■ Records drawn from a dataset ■

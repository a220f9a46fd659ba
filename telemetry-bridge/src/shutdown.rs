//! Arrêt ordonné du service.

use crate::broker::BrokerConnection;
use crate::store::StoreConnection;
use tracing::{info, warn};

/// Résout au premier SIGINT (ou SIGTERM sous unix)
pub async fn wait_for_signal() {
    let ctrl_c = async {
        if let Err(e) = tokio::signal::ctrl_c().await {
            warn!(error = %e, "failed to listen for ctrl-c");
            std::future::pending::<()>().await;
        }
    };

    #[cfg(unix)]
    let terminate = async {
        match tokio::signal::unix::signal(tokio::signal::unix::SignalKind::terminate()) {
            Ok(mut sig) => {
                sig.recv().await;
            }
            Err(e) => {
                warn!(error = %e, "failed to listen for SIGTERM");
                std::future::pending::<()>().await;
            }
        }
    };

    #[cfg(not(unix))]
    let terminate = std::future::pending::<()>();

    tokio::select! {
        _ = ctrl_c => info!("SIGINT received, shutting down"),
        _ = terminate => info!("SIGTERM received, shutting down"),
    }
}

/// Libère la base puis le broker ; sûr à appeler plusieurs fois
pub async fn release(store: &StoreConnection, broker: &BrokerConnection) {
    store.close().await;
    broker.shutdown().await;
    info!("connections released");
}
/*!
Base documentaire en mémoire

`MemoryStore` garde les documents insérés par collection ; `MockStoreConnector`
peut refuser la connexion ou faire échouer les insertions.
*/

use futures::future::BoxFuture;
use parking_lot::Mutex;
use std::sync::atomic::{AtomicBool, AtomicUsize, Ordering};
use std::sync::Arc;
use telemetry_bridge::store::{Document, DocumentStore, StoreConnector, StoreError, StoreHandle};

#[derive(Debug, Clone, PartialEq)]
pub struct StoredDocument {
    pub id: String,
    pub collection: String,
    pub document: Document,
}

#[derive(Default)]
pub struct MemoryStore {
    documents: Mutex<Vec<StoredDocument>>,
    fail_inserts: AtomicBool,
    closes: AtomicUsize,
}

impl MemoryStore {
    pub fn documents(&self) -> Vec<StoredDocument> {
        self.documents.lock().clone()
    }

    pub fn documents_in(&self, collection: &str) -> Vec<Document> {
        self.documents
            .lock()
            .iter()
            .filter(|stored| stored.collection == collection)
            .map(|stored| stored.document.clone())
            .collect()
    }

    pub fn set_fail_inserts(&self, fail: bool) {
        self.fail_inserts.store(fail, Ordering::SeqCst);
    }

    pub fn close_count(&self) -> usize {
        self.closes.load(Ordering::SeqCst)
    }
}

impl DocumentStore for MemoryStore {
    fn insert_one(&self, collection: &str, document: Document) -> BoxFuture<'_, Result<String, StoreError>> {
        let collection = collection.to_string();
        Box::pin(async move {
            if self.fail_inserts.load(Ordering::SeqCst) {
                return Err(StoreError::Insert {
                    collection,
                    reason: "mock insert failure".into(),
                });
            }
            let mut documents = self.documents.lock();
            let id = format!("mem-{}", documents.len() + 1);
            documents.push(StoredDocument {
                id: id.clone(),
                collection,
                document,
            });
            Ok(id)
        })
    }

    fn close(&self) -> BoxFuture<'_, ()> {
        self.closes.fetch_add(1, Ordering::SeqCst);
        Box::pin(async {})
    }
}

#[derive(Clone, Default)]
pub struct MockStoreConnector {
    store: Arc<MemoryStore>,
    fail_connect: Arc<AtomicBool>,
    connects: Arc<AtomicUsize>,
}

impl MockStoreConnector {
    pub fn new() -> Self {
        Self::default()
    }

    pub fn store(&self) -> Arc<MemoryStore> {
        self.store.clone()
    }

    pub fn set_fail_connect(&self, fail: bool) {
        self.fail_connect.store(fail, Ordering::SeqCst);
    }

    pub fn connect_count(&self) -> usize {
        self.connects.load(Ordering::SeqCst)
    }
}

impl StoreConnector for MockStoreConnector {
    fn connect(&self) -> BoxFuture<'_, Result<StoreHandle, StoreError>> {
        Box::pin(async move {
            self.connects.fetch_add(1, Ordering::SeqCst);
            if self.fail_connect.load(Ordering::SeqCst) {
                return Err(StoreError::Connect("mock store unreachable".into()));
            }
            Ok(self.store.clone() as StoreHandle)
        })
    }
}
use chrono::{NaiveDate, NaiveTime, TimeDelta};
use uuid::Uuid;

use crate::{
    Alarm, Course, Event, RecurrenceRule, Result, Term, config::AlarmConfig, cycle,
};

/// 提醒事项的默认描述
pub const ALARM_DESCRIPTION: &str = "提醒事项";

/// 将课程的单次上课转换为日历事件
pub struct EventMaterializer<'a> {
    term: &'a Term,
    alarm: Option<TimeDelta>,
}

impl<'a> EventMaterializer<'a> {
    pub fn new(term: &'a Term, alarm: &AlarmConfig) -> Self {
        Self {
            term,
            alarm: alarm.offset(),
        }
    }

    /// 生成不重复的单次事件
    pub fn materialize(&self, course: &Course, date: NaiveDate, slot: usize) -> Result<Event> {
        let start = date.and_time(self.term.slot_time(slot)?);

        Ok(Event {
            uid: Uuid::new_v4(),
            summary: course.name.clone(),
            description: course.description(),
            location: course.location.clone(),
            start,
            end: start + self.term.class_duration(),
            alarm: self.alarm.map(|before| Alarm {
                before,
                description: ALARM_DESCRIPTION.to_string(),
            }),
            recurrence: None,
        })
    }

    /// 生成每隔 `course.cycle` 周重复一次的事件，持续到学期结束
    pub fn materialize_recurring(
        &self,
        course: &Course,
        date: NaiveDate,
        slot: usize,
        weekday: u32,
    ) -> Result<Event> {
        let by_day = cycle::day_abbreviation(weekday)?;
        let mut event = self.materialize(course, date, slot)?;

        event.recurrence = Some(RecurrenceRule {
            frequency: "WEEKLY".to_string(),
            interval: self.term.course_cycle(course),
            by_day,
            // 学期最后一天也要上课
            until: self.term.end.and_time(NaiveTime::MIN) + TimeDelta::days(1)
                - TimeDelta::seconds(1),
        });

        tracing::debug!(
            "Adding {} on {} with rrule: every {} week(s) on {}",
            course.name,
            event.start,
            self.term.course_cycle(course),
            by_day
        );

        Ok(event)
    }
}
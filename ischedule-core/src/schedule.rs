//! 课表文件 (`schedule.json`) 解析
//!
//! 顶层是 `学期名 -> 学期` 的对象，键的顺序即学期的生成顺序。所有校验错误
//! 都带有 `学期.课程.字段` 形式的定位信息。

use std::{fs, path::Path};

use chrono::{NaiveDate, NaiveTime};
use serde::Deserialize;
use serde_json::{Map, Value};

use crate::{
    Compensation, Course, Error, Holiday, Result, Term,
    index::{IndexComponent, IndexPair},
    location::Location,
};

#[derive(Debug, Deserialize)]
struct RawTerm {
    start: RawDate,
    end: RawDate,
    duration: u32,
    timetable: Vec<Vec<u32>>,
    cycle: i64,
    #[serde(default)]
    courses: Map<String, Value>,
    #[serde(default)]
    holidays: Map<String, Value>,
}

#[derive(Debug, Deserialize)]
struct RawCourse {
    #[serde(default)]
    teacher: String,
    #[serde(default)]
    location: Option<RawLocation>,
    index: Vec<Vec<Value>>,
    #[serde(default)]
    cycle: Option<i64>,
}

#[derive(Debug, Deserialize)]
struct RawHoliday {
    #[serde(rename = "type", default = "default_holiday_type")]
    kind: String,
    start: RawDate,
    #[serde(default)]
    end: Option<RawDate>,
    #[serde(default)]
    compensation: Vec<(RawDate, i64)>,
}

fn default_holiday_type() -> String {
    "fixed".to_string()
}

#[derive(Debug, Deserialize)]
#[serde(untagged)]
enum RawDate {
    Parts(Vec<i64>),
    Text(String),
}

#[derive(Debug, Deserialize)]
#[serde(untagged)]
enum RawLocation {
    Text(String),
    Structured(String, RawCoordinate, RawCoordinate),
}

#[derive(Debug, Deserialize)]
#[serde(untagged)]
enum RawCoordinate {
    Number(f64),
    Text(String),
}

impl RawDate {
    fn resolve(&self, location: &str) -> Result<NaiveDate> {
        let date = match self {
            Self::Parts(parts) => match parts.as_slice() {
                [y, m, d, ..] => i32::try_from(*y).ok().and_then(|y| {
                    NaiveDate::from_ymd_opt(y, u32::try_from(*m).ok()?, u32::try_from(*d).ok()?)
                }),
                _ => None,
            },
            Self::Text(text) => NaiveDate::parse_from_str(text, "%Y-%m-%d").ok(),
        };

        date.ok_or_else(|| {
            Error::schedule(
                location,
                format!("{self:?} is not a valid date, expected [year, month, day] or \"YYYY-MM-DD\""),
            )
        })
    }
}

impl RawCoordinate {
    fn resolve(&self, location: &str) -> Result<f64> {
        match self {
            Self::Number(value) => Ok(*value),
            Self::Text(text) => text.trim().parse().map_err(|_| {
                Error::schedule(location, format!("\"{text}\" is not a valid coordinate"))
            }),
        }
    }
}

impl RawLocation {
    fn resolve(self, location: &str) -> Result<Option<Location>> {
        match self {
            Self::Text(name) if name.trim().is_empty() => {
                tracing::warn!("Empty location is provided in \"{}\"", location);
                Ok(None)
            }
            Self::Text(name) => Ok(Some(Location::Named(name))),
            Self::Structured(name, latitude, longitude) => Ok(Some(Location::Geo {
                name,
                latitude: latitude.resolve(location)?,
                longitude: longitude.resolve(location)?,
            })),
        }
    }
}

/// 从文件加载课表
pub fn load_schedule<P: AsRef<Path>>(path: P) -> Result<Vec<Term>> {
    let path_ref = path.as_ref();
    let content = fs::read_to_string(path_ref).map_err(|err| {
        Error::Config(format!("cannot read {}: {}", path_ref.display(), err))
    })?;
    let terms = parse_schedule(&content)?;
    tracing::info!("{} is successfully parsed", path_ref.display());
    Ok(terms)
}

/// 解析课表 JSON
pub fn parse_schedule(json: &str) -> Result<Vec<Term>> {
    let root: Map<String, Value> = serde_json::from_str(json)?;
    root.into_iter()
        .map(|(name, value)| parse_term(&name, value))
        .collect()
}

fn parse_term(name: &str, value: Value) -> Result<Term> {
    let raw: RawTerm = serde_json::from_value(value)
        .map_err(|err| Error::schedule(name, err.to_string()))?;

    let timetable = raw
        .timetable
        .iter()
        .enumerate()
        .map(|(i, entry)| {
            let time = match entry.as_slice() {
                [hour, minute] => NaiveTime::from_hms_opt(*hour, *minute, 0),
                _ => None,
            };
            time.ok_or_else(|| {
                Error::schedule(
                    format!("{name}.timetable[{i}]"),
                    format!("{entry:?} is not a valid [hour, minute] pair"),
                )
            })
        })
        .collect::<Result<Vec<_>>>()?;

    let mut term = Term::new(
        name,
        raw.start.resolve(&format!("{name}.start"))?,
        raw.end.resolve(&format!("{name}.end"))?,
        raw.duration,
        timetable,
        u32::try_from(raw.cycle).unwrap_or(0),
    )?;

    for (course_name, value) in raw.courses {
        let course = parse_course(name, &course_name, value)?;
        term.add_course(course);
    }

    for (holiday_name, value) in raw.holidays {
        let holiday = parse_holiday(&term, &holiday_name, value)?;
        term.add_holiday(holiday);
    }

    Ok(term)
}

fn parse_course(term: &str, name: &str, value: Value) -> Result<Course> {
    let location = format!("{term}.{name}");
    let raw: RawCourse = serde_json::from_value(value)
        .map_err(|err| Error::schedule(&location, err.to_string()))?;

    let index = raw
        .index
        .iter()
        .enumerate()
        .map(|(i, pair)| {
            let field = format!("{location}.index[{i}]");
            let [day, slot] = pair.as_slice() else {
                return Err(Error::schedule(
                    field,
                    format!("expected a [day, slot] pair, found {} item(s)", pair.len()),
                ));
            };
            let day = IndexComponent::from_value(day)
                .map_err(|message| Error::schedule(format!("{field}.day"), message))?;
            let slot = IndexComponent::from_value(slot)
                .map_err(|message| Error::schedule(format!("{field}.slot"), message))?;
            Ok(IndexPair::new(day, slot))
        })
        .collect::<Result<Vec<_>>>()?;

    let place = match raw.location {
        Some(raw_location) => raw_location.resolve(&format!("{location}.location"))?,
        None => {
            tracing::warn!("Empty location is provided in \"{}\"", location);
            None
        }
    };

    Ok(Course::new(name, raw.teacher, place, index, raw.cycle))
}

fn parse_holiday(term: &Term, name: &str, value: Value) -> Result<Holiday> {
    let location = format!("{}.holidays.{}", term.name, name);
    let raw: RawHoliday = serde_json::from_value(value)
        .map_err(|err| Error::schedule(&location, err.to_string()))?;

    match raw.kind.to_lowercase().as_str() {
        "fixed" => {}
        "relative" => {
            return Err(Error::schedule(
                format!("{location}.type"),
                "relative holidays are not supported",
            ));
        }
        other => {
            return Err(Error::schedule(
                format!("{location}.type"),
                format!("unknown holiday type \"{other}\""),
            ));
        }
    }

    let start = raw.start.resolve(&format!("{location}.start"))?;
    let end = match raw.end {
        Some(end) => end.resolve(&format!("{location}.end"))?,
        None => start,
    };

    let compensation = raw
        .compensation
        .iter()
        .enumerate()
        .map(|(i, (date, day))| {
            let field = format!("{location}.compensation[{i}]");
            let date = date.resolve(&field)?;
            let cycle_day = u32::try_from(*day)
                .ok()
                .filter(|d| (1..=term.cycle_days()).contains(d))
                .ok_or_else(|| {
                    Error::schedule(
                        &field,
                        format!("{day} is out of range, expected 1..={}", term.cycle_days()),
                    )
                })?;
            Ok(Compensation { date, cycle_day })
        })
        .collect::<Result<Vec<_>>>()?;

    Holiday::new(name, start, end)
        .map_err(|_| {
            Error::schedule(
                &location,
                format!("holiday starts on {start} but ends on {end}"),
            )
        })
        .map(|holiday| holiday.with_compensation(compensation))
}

■ Task to carry out ■
Determine how many lines in the records above hold the word "place", and answer with that number only.

■ Worked solution ■
2